Ocaso y fascinación by Eva Baltasar

Ocaso y fascinación by Eva Baltasar

autor:Eva Baltasar [Baltasar, Eva]
La lengua: spa
Format: epub
Tags: Novela, Realista
editor: ePubLibre
publicado: 2024-04-04T00:00:00+00:00


* * *

Las nueve y media de la mañana. La calle Nàpols, a esa altura, estaba particularmente frondosa. La fachada clara, con forja roja en los estrechos balcones y en el cierre de las ventanas. Los árboles que, cansados de vivir, se apoyaban en ellas. Dentro, un vestíbulo impecable hasta el punto de parecer gastado por tantas horas de pasarle la bayeta. Porque la suciedad afea, pero puede ser una forma de conservación. La limpieza es agradable, pero comporta un sacrificio, el desgaste de las superficies que se frotan. En aquel momento, para mí la limpieza era un aspecto que afectaba exclusivamente a la porquería. Mi trabajo consistía en eliminarla, en restaurar los escenarios que el trasiego de la vida se empeñaba en soterrar.

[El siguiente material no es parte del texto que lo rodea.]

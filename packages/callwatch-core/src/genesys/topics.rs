//! Topic discovery for notification subscriptions.
//!
//! Lists routing queues and users via the provider API and emits canonical
//! conversation topic strings. Discovery is bounded by page size, optional
//! name filters, and a hard topic cap.

use serde::Deserialize;

use crate::config::TopicBuilderConfig;
use crate::error::{CallwatchError, CallwatchResult};

#[derive(Debug, Deserialize)]
struct EntityPage {
    #[serde(default)]
    entities: Vec<Entity>,
    #[serde(default, rename = "pageCount")]
    page_count: u32,
}

#[derive(Debug, Deserialize)]
struct Entity {
    id: String,
    #[serde(default)]
    name: String,
}

/// Builds subscription topics from discovered queues and users.
pub struct TopicBuilder {
    client: reqwest::Client,
    api_base_url: String,
    config: TopicBuilderConfig,
}

impl TopicBuilder {
    /// Creates a builder over the provider REST API.
    pub fn new(client: reqwest::Client, api_base_url: String, config: TopicBuilderConfig) -> Self {
        Self {
            client,
            api_base_url,
            config,
        }
    }

    /// Discovers entities and emits canonical topic strings.
    ///
    /// The result is capped at `max_topics`; anything dropped by the cap is
    /// logged so a silent truncation never looks like full coverage.
    pub async fn build(&self, bearer: &str) -> CallwatchResult<Vec<String>> {
        let mut topics = Vec::new();

        if self.config.include_queues {
            let queues = self
                .list_entities(bearer, "/api/v2/routing/queues", &self.config.queue_filter)
                .await?;
            log::info!("[TopicBuilder] Discovered {} queue(s)", queues.len());
            topics.extend(
                queues
                    .iter()
                    .map(|q| format!("v2.routing.queues.{}.conversations", q.id)),
            );
        }

        if self.config.include_users {
            let users = self
                .list_entities(bearer, "/api/v2/users", &self.config.user_filter)
                .await?;
            log::info!("[TopicBuilder] Discovered {} user(s)", users.len());
            topics.extend(
                users
                    .iter()
                    .map(|u| format!("v2.users.{}.conversations", u.id)),
            );
        }

        if topics.len() > self.config.max_topics {
            log::warn!(
                "[TopicBuilder] Capping {} topic(s) to {}; {} dropped",
                topics.len(),
                self.config.max_topics,
                topics.len() - self.config.max_topics
            );
            topics.truncate(self.config.max_topics);
        }

        Ok(topics)
    }

    /// Pages through a list endpoint, applying the optional name filter.
    async fn list_entities(
        &self,
        bearer: &str,
        path: &str,
        name_filter: &str,
    ) -> CallwatchResult<Vec<Entity>> {
        let mut entities = Vec::new();
        let mut page_number = 1u32;

        loop {
            let mut request = self
                .client
                .get(format!("{}{}", self.api_base_url, path))
                .bearer_auth(bearer)
                .query(&[
                    ("pageSize", self.config.page_size.to_string()),
                    ("pageNumber", page_number.to_string()),
                ]);
            if !name_filter.is_empty() {
                request = request.query(&[("name", format!("{}*", name_filter))]);
            }

            let response = request
                .send()
                .await
                .map_err(|e| CallwatchError::Upstream(format!("list {} failed: {}", path, e)))?;
            let status = response.status();
            if status.as_u16() == 401 {
                return Err(CallwatchError::Auth(format!(
                    "list {} rejected with HTTP 401",
                    path
                )));
            }
            if !status.is_success() {
                return Err(CallwatchError::Upstream(format!(
                    "list {} returned HTTP {}",
                    path, status
                )));
            }

            let page: EntityPage = response.json().await.map_err(|e| {
                CallwatchError::Protocol(format!("malformed entity page: {}", e))
            })?;
            let page_count = page.page_count;
            let got = page.entities.len();
            entities.extend(page.entities);

            // Stop on the last page, an empty page, or once the cap is
            // unreachable anyway.
            if got == 0 || page_number >= page_count || entities.len() >= self.config.max_topics {
                break;
            }
            page_number += 1;
        }

        Ok(entities)
    }
}

#[cfg(test)]
mod tests {
    use super::*;

    #[test]
    fn entity_page_parses_provider_shape() {
        let raw = r#"{
            "entities": [
                {"id": "q-1", "name": "Billing"},
                {"id": "q-2", "name": "Support"}
            ],
            "pageCount": 3,
            "pageNumber": 1
        }"#;
        let page: EntityPage = serde_json::from_str(raw).unwrap();
        assert_eq!(page.entities.len(), 2);
        assert_eq!(page.page_count, 3);
        assert_eq!(page.entities[0].id, "q-1");
        assert_eq!(page.entities[1].name, "Support");
    }

    #[test]
    fn topic_strings_are_canonical() {
        let topic = format!("v2.routing.queues.{}.conversations", "q-1");
        assert_eq!(topic, "v2.routing.queues.q-1.conversations");
        let topic = format!("v2.users.{}.conversations", "u-9");
        assert_eq!(topic, "v2.users.u-9.conversations");
    }
}
/// Drives one websocket connection to `closed`.
async fn handle_connection(mut socket: WebSocket, ctx: Arc<ListenerContext>) {
    let conn_id = uuid::Uuid::new_v4();
    ctx.status.update(|s| s.active_connections += 1);
    log::info!("[AudioHook] Connection accepted: conn={}", conn_id);

    let (job_tx, job_rx) = mpsc::channel::<FlushJob>(FLUSH_QUEUE_CAPACITY);
    let forward_task = spawn_forwarder(Arc::clone(&ctx), job_rx);

    let mut session: Option<Session> = None;
    let mut overloaded = false;

    let mut flush_tick = interval(Duration::from_millis(ctx.config.flush_interval_ms));
    flush_tick.set_missed_tick_behavior(MissedTickBehavior::Delay);

    // 4x the max chunk duration, in bytes of mono S16LE per speaker.
    let cap_bytes = |sample_rate: u32| -> usize {
        (4 * ctx.config.max_chunk_duration_ms as usize * sample_rate as usize * 2) / 1000
    };

    loop {
        tokio::select! {
            _ = ctx.cancel.cancelled() => {
                // Process shutdown: flush what we have and leave cleanly.
                if let Some(session) = session.as_mut() {
                    flush_all(session, &job_tx, &ctx, true).await;
                }
                let _ = socket
                    .send(Message::Close(Some(axum::extract::ws::CloseFrame {
                        code: 1001,
                        reason: "shutting down".into(),
                    })))
                    .await;
                break;
            }

            _ = flush_tick.tick() => {
                if let Some(session) = session.as_mut() {
                    let sample_rate = session.sample_rate;
                    let call_id = session.call_id.clone();
                    let min_ms = ctx.config.min_chunk_duration_ms;
                    let interval_ms = ctx.config.flush_interval_ms;
                    for buffer in session.buffers_mut() {
                        let due = buffer.duration_ms(sample_rate) >= min_ms
                            && buffer.last_flush.elapsed()
                                >= Duration::from_millis(interval_ms);
                        if due
                            && !flush_buffer(buffer, &call_id, sample_rate, &job_tx, &ctx, false)
                                .await
                        {
                            overloaded = true;
                        }
                    }
                }
                if overloaded {
                    close_overloaded(&mut socket).await;
                    break;
                }
            }

            incoming = socket.recv() => {
                let Some(Ok(message)) = incoming else {
                    log::info!("[AudioHook] Connection closed by peer");
                    break;
                };
                match message {
                    Message::Text(text) => {
                        match handle_control(&text, &mut session, &mut socket, &job_tx, &ctx).await {
                            ControlFlow::Continue => {}
                            ControlFlow::Closed => break,
                        }
                    }
                    Message::Binary(payload) => {
                        let Some(session) = session.as_mut() else {
                            log::warn!("[AudioHook] Binary frame before open, dropping");
                            ctx.status.bump(|s| s.errors += 1);
                            continue;
                        };
                        if let Err(e) = session.ingest_frame(&payload) {
                            log::warn!("[AudioHook] Dropping undecodable frame: {}", e);
                            ctx.status.bump(|s| s.errors += 1);
                            continue;
                        }

                        // Hard cap: forwarding has stalled if a speaker
                        // buffer reaches 4x the max chunk duration.
                        let cap = cap_bytes(session.sample_rate);
                        if session.agent.pcm.len() > cap || session.customer.pcm.len() > cap {
                            close_overloaded(&mut socket).await;
                            break;
                        }

                        // Max-duration flush is immediate, independent of the
                        // interval gate.
                        let sample_rate = session.sample_rate;
                        let call_id = session.call_id.clone();
                        let max_ms = ctx.config.max_chunk_duration_ms;
                        for buffer in session.buffers_mut() {
                            if buffer.duration_ms(sample_rate) >= max_ms
                                && !flush_buffer(
                                    buffer, &call_id, sample_rate, &job_tx, &ctx, false,
                                )
                                .await
                            {
                                overloaded = true;
                            }
                        }
                        if overloaded {
                            close_overloaded(&mut socket).await;
                            break;
                        }
                    }
                    Message::Ping(_) | Message::Pong(_) => {}
                    Message::Close(_) => {
                        log::info!("[AudioHook] Close frame received");
                        break;
                    }
                }
            }
        }
    }

    // Teardown: remaining audio is flushed by the close path above; here we
    // just release the forwarder and the connection slot.
    drop(job_tx);
    let _ = forward_task.await;
    ctx.status.update(|s| s.active_connections = s.active_connections.saturating_sub(1));
    log::info!("[AudioHook] Connection finished: conn={}", conn_id);
}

De alguna manera se podría considerar un trabajo que aspiraba a la pureza, y tener presente esta referencia era provechoso, porque me pacificaba.

Subí a pie al primer piso y giré la llave en la cerradura. El pi, pi de la alarma. Leí el código que llevaba escrito a bolígrafo en la palma de la mano y lo reproduje en el teclado de la cajita que había al lado del interfono. Seis dígitos. Una fecha de nacimiento. Cerré la puerta, encendí la luz y me quedé quieta un momento. Respiré el aire cerrado, el olor concreto de la casa, una mezcla única compuesta de ropa limpia y ropa sucia, de cocina y basura, de suelas de zapatos, de cuerpos ausentes, de muebles y paredes, de jabones, de conversaciones, de café, de detergentes. Es imposible reproducir el olor de una casa en otro sitio. El aroma propio de un hogar tiene un ingrediente secreto, como los perfumes.

Era la segunda vez que ponía los pies en ese piso. Había ido la tarde anterior. La propietaria tenía el pelo rizado, del color del fuego. Llevaba una camisa entallada, pantalones anchos y zapatillas. Los botones de la camisa se le tensaban sobre las carnes y entraban ganas de tocarla. Me enseñó toda la casa. Gesticulaba. «Esto es la cocina», y hacía un amplio saludo, como de bailarina, que comprendía las superficies de trabajo, los quemadores, el monumento de los cubos de reciclaje y la gran nevera y congelador. «Esto es el cuarto de baño de invitados». Daba vueltas por su casa como si fuera una pista. El lavadero. Más allá, la sala. Entramos en un pasillo de paredes blancas, manchadas a la altura del lomo de un perro. Entramos en todas las habitaciones. Salimos a una terraza enorme que daba a la parte de atrás, en la que se pudrían una mesa, cuatro sillas y un tiesto de plástico con un arbolucho. Volvimos dentro. Otro cuarto de baño y otro más, el estudio, el vestidor. Tenía prisa y dijo que se alegraba mucho de que Trudi le hubiera pasado el contacto de una persona de confianza. Esa persona era yo. ¡Era yo! Según lo dijo me entró la risa. Hacía tiempo que no tenía tanta sensación de libertad. Dijo que pagaba a ocho euros la hora y volvió la cara.